服务注册过程是在服务所在进程创建binder_node,在servicemanager进程创建binder_ref。 对于同一个binder_node,每个进程只会创建一个binder_ref对象。
向servicemanager的binder_proc->todo添加BINDER_WORK_TRANSACTION事务,接下来进入ServiceManager进程。
四. ServiceManager
由启动ServiceManager已介绍其原理,循环在binder_loop()过程, 会调用binder_parse()方法。
binder_parse
int binder_parse(struct binder_state *bs, struct binder_io *bio, uintptr_t ptr, size_t size, binder_handler func) {
while (ptr < end) {
uint32_t cmd = *(uint32_t *) ptr;
switch(cmd) {
case BR_TRANSACTION: {
struct binder_transaction_data *txn = (struct binder_transaction_data *) ptr;
if (func) {
bio_init_from_txn(&msg, txn); //从txn解析出binder_io信息
// 收到Binder事务 svcmgr_handler
res = func(bs, txn, &msg, &reply);
// 发送reply事件 binder_write进入binder驱动后,将BC_FREE_BUFFER和BC_REPLY命令协议发送给Binder驱动, 向client端发送reply.
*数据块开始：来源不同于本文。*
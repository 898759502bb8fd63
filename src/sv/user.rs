use sea_orm::{DbErr, SqlErr};

use crate::{
  entity::{Role, user},
  prelude::*,
};

const MIN_PASSWORD_LEN: usize = 6;

pub struct NewUser<'a> {
  pub name: &'a str,
  pub email: &'a str,
  pub password: &'a str,
  pub role: Role,
}

pub struct User<'a> {
  db: &'a DatabaseConnection,
}

impl<'a> User<'a> {
  pub fn new(db: &'a DatabaseConnection) -> Self {
    Self { db }
  }

  pub async fn by_id(&self, id: &str) -> Result<Option<user::Model>> {
    Ok(user::Entity::find_by_id(id).one(self.db).await?)
  }

  pub async fn by_email(&self, email: &str) -> Result<Option<user::Model>> {
    let user = user::Entity::find()
      .filter(user::Column::Email.eq(normalize_email(email)))
      .one(self.db)
      .await?;
    Ok(user)
  }

  pub async fn register(&self, new: NewUser<'_>) -> Result<user::Model> {
    let name = new.name.trim();
    let email = normalize_email(new.email);

    if name.is_empty() || email.is_empty() || !email.contains('@') {
      return Err(Error::BadRequest("Name and a valid email are required".into()));
    }
    if new.password.chars().count() < MIN_PASSWORD_LEN {
      return Err(Error::BadRequest(format!(
        "Password must be at least {MIN_PASSWORD_LEN} characters"
      )));
    }
    if self.by_email(&email).await?.is_some() {
      return Err(Error::EmailTaken);
    }

    let image = format!(
      "https://ui-avatars.com/api/?name={}&background=random",
      name.replace(' ', "+")
    );

    let user = user::ActiveModel {
      id: Set(utils::new_id()),
      name: Set(name.to_string()),
      email: Set(email),
      password_hash: Set(Some(utils::hash_password(new.password)?)),
      image: Set(Some(image)),
      role: Set(new.role),
      verified: Set(false),
      provider: Set("credentials".into()),
      created_at: Set(Utc::now().naive_utc()),
    };

    user.insert(self.db).await.map_err(insert_error)
  }

  /// Credentials sign-in. Unknown emails and wrong passwords look the same.
  pub async fn authenticate(
    &self,
    email: &str,
    password: &str,
  ) -> Result<user::Model> {
    let user = self.by_email(email).await?.ok_or(Error::InvalidCredentials)?;

    match &user.password_hash {
      Some(hash) if utils::verify_password(password, hash) => Ok(user),
      _ => Err(Error::InvalidCredentials),
    }
  }
}

fn normalize_email(email: &str) -> String {
  email.trim().to_lowercase()
}

/// A concurrent registration can pass the lookup and still hit the unique
/// email index.
fn insert_error(err: DbErr) -> Error {
  match err.sql_err() {
    Some(SqlErr::UniqueConstraintViolation(_)) => Error::EmailTaken,
    _ => err.into(),
  }
}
binder_send_reply(bs, &reply, txn->data.ptr.buffer, res);
}
break;
}
}
return r;
}
svcmgr_handler
int svcmgr_handler(struct binder_state *bs, struct binder_transaction_data *txn, struct binder_io *msg, struct binder_io *reply) {
switch(txn->code) {
case SVC_MGR_ADD_SERVICE:
s = bio_get_string16(msg, &len);
handle = bio_get_ref(msg); //获取handle
allow_isolated = bio_get_uint32(msg) ? 1 : 0;
//注册指定服务
if (do_add_service(bs, s, len, handle, txn->sender_euid,
allow_isolated, txn->sender_pid))
return -1;
break;
}
return 0;
}